Las reacciones que ha generado la nueva directiva europea por la cual se suprime la prohibición de una semana laboral superior a 48 horas muestran un comprensible tono de perplejidad y, avisados como estamos, de prudencia. Pero la cosa no tiene demasiadas vueltas.
Es lo que parece: un rotundo retroceso para los derechos sociales de los trabajadores, alentado por la desgraciada conjunción en los países más influyentes de la UE de un puñado de gobiernos de inspiración conservadora, muy seriamente desnortados además.
Para hacernos una idea del paso hacia atrás que podemos dar (aun debe ser aprobado por el Parlamento Europeo), baste saber que fue hace dos siglos cuando por primera vez en España se reguló por Ley el tiempo de trabajo, estableciendo una jornada de 9 horas para los albañiles.
En 1919 se establece la jornada laboral de 8 horas en la Industria. En 1931, en la II República, se fijó como límite ordinario estas 8 horas diarias, lo que suponía, en la generalidad de los sectores productivos, una jornada semanal de 48 horas.
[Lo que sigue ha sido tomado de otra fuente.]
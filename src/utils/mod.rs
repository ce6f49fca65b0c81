pub mod config;
pub mod error;
pub mod metrics;
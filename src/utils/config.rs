use serde::Deserialize;
use std::path::{Path, PathBuf};
use std::time::Duration;
use config::{Config as ConfigLib, ConfigError, Environment, File};
use crate::utils::error::{Result, VerifyError};

pub const DEFAULT_CONTRACT_ADDRESS: &str = "0x5FbDB2315678afecb367f032d93F642f64180aa3";
/// Local Hardhat network.
pub const DEFAULT_CHAIN_ID: &str = "0x7a69";

#[derive(Debug, Clone, Deserialize)]
pub struct Config {
    pub ledger: LedgerConfig,
    pub workflow: WorkflowConfig,
    pub export: ExportConfig,
    pub analysis: AnalysisConfig,
    pub logging: LoggingConfig,
}

#[derive(Debug, Clone, Deserialize)]
pub struct LedgerConfig {
    /// JSON-RPC endpoint of the provider. Unset means no provider is available.
    pub rpc_url: Option<String>,
    pub contract_address: String,
    pub chain_id: String,
    pub request_timeout_secs: u64,
}

impl LedgerConfig {
    pub fn get_request_timeout(&self) -> Duration {
        Duration::from_secs(self.request_timeout_secs)
    }
}

#[derive(Debug, Clone, Deserialize)]
pub struct WorkflowConfig {
    pub scan_delay_ms: u64,
}

#[derive(Debug, Clone, Deserialize)]
pub struct ExportConfig {
    pub output_dir: PathBuf,
}

#[derive(Debug, Clone, Deserialize)]
pub struct AnalysisConfig {
    pub endpoint: String,
    pub model: String,
    pub api_key: Option<String>,
    pub fallback_to_demo: bool,
    pub request_timeout_secs: u64,
}

impl AnalysisConfig {
    pub fn get_request_timeout(&self) -> Duration {
        Duration::from_secs(self.request_timeout_secs)
    }
}

#[derive(Debug, Clone, Deserialize)]
pub struct LoggingConfig {
    pub level: String,
}

impl Config {
    /// Loads `config/default` and `config/local` (both optional) and then
    /// `DOCVERIFY_*` environment overrides, e.g. `DOCVERIFY_LEDGER__RPC_URL`.
    pub fn new() -> Result<Self> {
        Self::load(None)
    }

    /// Same as [`Config::new`] with an extra, required, file layered on top.
    pub fn load(extra_file: Option<&Path>) -> Result<Self> {
        let mut builder = Self::with_defaults(ConfigLib::builder())?
            // Load from config files
            .add_source(File::with_name("config/default").required(false))
            .add_source(File::with_name("config/local").required(false));

        if let Some(path) = extra_file {
            builder = builder.add_source(File::from(path).required(true));
        }

        let config = builder
            // Override with environment variables (e.g., DOCVERIFY_WORKFLOW__SCAN_DELAY_MS)
            .add_source(
                Environment::with_prefix("DOCVERIFY")
                    .prefix_separator("_")
                    .separator("__"),
            )
            .build()?;

        let config: Self = config.try_deserialize()?;
        config.validate()?;

        Ok(config)
    }

    /// Built-in defaults only, without touching files or the environment.
    pub fn defaults() -> Result<Self> {
        let config: Self = Self::with_defaults(ConfigLib::builder())?
            .build()?
            .try_deserialize()?;
        config.validate()?;
        Ok(config)
    }

    fn with_defaults(
        builder: config::ConfigBuilder<config::builder::DefaultState>,
    ) -> Result<config::ConfigBuilder<config::builder::DefaultState>> {
        Ok(builder
            .set_default("ledger.contract_address", DEFAULT_CONTRACT_ADDRESS)?
            .set_default("ledger.chain_id", DEFAULT_CHAIN_ID)?
            .set_default("ledger.request_timeout_secs", 30)?
            .set_default("workflow.scan_delay_ms", 1500)?
            .set_default("export.output_dir", ".")?
            .set_default(
                "analysis.endpoint",
                "https://generativelanguage.googleapis.com/v1beta",
            )?
            .set_default("analysis.model", "gemini-flash-latest")?
            .set_default("analysis.fallback_to_demo", false)?
            .set_default("analysis.request_timeout_secs", 60)?
            .set_default("logging.level", "info")?)
    }

    fn validate(&self) -> Result<()> {
        if !is_hex_quantity(&self.ledger.contract_address, 40) {
            return Err(VerifyError::Config(format!(
                "contract_address must be 0x followed by 40 hex digits, got {}",
                self.ledger.contract_address
            )));
        }

        let chain_id = self.ledger.chain_id.trim_start_matches("0x");
        if !self.ledger.chain_id.starts_with("0x")
            || chain_id.is_empty()
            || u64::from_str_radix(chain_id, 16).is_err()
        {
            return Err(VerifyError::Config(format!(
                "chain_id must be a 0x-prefixed hex quantity, got {}",
                self.ledger.chain_id
            )));
        }

        if let Some(url) = &self.ledger.rpc_url {
            if url.trim().is_empty() {
                return Err(VerifyError::Config("rpc_url must not be blank when set".into()));
            }
        }

        if self.ledger.request_timeout_secs == 0 {
            return Err(VerifyError::Config("request_timeout_secs must be greater than 0".into()));
        }

        if self.export.output_dir.as_os_str().is_empty() {
            return Err(VerifyError::Config("export.output_dir must be set".into()));
        }

        Ok(())
    }

    pub fn get_scan_delay(&self) -> Duration {
        Duration::from_millis(self.workflow.scan_delay_ms)
    }
}

fn is_hex_quantity(value: &str, digits: usize) -> bool {
    value
        .strip_prefix("0x")
        .map(|rest| rest.len() == digits && rest.chars().all(|c| c.is_ascii_hexdigit()))
        .unwrap_or(false)
}

impl From<ConfigError> for VerifyError {
    fn from(error: ConfigError) -> Self {
        VerifyError::Config(error.to_string())
    }
}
De este modo recogía lo aprobado por la Organización Internacional de Trabajadores en 1917.
La Ley de Relaciones Laborales limita, en 1976, la jornada a las 44 horas semanales. El Estatuto de los Trabajadores (1979) la rebajó aún más: 43 horas en el caso jornada partida y 42 horas para jornadas continuas. Ya en 1982, se instaura la actual jornada máxima de 40 horas semanales.
La supuesta justificación que tiene la supresión de ese límite semanal es permitir aumentar la flexibilidad y competitividad de la economía europea en un momento de vacas flacas. Y para ello se pretende generalizar el sistema británico (que hasta ahora ha sido la excepción dentro de la UE) donde no hay límite de tiempo y el trabajador pacta con el empresario su jornada. Como si estuvieran en condiciones de igualdad y renunciando a la molestia de los sindicatos.
El caso es que pensábamos que estábamos en otra cosa. Por ejemplo, discutiendo la mejor manera de conciliar vida laboral y familiar para tratar de remediar los pobres índices de natalidad. Sin embargo, nos encontramos con un frenazo para el mantenimiento del modelo social del que se enorgullecía Europa no hace mucho.
Tal vez sea que las grandes conquistas sociales observadas tan lejos del contexto en que se implantaron parezcan trabas caprichosas a la actividad económica. Algo de eso es lo que está propiciando la laminación de los impuestos sobre la riqueza, y lo que anda tras los movimientos para desnaturalizar los diferentes mecanismos legales y presupuestarios de protección social.
O tal vez sea, como ya decía, que la mala suerte haya deparado a la UE por dirigentes a una cuadrilla de tuercebotas sin imaginación cuya única propuesta para combatir al dumping social que practican, y siempre practicaron, nuestros competidores sea, ahora, la de sucumbir a él.
Si bien el debate en nuestro país ha quedado muy amortiguado por la oposición de prácticamente todas las fuerzas políticas, sorprende la tibia reacción hasta ahora de los representantes sociales ante una medida que amenaza con reducirlos a la insignificancia.